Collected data
[Start of Attachment]
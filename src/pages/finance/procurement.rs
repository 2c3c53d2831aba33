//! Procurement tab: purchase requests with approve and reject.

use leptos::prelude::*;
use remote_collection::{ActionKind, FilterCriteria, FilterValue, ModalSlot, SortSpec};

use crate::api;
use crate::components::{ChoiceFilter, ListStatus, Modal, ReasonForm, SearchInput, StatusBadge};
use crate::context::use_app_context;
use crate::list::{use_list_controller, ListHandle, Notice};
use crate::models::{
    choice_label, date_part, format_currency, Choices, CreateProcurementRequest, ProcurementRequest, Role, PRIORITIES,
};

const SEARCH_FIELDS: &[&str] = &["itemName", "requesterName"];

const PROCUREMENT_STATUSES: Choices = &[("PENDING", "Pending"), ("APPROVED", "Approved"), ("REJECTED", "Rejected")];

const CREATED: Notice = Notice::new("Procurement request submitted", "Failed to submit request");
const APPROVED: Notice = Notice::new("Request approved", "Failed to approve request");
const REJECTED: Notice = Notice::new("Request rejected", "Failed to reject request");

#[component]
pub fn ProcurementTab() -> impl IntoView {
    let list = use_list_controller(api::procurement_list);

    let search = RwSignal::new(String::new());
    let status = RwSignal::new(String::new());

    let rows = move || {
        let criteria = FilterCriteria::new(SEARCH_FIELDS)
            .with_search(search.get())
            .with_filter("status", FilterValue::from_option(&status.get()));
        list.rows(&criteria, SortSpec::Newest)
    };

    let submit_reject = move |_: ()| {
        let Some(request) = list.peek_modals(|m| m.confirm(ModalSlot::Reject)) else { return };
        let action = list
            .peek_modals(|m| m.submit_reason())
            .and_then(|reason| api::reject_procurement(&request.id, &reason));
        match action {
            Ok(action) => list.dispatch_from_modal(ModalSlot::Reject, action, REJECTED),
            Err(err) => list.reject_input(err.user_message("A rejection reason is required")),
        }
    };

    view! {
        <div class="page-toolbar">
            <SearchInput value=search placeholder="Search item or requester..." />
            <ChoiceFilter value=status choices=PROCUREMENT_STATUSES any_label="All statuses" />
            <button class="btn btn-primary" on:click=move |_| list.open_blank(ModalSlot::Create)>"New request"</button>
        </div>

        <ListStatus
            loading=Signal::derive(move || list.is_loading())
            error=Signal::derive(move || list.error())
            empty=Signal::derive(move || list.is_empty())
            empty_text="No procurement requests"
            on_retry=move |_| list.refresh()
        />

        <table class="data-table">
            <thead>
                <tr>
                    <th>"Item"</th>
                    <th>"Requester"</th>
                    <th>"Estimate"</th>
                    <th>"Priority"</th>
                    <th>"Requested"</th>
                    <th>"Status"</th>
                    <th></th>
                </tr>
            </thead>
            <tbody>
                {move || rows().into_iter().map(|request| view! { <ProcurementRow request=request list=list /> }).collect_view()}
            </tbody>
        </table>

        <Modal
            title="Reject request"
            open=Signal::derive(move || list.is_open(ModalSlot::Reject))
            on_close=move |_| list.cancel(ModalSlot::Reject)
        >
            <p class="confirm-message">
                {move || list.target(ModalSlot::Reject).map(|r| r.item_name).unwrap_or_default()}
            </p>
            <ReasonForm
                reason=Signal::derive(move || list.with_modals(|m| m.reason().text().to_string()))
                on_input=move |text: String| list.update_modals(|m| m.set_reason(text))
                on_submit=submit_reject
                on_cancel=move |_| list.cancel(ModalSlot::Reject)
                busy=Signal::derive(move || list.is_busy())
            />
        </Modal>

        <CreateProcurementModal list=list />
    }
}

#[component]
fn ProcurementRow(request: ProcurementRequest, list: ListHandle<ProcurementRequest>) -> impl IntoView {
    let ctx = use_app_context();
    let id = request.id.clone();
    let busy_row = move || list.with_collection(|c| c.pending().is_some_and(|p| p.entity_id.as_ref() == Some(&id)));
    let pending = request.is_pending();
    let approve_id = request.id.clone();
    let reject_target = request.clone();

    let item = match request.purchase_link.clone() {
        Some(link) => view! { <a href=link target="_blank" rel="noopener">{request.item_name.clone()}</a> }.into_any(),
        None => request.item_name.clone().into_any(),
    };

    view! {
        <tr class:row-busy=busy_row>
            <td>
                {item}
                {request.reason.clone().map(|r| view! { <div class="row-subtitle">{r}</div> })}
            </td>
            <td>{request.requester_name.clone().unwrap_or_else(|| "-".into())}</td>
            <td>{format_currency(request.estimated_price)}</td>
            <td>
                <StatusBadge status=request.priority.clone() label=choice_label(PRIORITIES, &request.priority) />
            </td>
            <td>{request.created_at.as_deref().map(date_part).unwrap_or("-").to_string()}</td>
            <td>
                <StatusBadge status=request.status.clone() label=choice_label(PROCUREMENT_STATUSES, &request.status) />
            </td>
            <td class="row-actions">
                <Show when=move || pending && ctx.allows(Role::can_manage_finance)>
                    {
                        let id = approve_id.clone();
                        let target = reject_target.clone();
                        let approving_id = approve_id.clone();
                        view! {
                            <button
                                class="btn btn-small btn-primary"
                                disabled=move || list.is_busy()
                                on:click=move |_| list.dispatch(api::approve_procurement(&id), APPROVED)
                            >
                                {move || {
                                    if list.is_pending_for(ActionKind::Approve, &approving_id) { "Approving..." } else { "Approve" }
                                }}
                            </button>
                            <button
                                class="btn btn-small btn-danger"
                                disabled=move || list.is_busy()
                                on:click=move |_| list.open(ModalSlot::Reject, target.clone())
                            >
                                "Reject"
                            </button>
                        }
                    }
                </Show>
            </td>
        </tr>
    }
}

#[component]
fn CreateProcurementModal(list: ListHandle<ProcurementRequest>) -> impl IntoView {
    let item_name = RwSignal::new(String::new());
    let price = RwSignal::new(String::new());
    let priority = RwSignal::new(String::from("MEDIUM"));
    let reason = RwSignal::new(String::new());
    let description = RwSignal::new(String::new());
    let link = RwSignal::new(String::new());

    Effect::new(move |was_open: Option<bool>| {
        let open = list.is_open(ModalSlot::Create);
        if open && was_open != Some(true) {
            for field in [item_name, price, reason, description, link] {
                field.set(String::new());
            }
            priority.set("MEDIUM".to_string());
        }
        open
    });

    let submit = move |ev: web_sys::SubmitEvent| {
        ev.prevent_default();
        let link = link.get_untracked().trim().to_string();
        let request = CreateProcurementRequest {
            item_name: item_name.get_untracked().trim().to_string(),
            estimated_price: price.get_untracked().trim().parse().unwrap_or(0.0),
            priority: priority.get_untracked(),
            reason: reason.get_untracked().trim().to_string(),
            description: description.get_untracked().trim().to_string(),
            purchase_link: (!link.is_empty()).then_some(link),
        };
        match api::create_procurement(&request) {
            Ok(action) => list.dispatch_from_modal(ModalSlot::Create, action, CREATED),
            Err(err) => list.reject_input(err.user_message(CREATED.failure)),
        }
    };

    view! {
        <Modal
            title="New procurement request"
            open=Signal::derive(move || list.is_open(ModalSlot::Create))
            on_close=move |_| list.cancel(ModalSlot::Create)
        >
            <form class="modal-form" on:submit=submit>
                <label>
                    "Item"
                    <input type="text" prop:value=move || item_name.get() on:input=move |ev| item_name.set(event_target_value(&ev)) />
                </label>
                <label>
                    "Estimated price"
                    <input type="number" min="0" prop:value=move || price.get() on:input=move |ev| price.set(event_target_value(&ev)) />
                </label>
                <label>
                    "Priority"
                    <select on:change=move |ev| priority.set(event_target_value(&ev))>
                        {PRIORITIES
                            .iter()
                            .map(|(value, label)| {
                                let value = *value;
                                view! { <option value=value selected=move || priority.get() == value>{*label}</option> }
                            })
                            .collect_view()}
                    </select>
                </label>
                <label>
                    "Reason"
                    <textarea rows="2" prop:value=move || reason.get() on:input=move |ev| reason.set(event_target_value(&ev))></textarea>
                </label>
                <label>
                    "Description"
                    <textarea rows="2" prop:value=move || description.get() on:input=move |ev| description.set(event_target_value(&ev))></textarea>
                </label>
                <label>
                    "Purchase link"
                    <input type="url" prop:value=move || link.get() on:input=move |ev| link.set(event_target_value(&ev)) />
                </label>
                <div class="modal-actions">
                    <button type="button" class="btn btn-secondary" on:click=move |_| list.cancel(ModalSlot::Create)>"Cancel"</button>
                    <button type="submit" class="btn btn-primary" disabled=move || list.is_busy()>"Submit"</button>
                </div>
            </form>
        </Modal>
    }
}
[End of Attachment]
[Start of Attachment]
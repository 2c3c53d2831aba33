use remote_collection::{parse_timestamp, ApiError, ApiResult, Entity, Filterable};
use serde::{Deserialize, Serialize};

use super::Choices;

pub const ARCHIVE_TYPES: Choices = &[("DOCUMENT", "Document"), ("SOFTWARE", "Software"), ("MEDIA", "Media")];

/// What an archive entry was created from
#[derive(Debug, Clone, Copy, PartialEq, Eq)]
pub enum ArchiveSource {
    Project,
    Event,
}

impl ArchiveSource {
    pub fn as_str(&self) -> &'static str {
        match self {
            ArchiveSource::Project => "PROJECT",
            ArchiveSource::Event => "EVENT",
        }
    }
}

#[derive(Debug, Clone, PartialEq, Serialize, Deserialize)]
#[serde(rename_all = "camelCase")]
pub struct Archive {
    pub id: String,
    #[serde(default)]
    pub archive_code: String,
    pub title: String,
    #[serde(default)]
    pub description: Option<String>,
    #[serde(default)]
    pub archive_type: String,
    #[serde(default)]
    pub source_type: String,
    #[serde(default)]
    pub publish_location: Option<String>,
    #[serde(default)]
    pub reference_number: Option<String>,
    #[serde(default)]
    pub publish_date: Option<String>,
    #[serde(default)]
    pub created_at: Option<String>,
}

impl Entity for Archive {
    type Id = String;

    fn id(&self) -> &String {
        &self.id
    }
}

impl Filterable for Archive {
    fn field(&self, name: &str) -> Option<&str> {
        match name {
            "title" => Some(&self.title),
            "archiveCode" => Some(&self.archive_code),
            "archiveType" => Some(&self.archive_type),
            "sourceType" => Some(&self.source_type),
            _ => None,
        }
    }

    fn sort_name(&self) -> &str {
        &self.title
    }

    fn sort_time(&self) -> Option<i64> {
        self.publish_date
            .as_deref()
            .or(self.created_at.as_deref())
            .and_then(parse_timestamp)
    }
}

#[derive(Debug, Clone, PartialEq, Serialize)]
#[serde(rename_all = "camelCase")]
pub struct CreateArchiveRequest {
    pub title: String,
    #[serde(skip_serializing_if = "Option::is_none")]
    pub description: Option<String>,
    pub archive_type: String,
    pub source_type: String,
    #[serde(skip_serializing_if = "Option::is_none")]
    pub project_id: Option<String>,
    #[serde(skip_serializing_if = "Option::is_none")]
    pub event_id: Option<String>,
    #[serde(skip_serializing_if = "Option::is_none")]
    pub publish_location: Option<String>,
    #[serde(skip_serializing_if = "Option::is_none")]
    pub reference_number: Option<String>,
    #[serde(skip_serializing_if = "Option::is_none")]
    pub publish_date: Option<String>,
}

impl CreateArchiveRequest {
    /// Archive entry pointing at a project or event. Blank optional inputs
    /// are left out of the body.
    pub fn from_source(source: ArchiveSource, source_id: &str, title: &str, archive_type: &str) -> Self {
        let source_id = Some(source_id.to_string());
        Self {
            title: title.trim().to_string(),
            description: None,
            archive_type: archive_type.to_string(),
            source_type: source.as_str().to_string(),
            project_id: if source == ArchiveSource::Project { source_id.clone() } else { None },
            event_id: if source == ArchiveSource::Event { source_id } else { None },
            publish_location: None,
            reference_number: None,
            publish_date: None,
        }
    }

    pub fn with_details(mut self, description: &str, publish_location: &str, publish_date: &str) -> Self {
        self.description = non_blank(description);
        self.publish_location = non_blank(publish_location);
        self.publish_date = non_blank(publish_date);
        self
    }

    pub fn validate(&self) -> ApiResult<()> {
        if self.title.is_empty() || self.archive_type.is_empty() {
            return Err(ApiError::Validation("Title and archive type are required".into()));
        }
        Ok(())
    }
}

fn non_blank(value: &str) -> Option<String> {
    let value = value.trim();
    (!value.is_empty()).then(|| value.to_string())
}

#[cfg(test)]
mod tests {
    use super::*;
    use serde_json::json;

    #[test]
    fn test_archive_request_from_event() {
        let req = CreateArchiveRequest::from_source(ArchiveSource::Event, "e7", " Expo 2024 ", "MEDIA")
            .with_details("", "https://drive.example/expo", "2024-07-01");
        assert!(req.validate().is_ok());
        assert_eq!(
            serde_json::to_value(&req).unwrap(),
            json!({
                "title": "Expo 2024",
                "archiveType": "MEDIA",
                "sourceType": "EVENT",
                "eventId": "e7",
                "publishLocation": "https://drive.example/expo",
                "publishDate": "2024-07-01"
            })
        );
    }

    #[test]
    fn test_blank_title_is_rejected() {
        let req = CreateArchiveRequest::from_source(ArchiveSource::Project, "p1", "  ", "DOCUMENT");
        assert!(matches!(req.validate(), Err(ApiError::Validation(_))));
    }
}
[End of Attachment]
* REQUIRED ACTION: Lines with "impl" in the records above: copy every one of them.

* YOUR SOLUTION:
pub fn ProcurementTab() -> impl IntoView {
fn ProcurementRow(request: ProcurementRequest, list: ListHandle<ProcurementRequest>) -> impl IntoView {
fn CreateProcurementModal(list: ListHandle<ProcurementRequest>) -> impl IntoView {
impl ArchiveSource {
impl Entity for Archive {
impl Filterable for Archive {
impl CreateArchiveRequest {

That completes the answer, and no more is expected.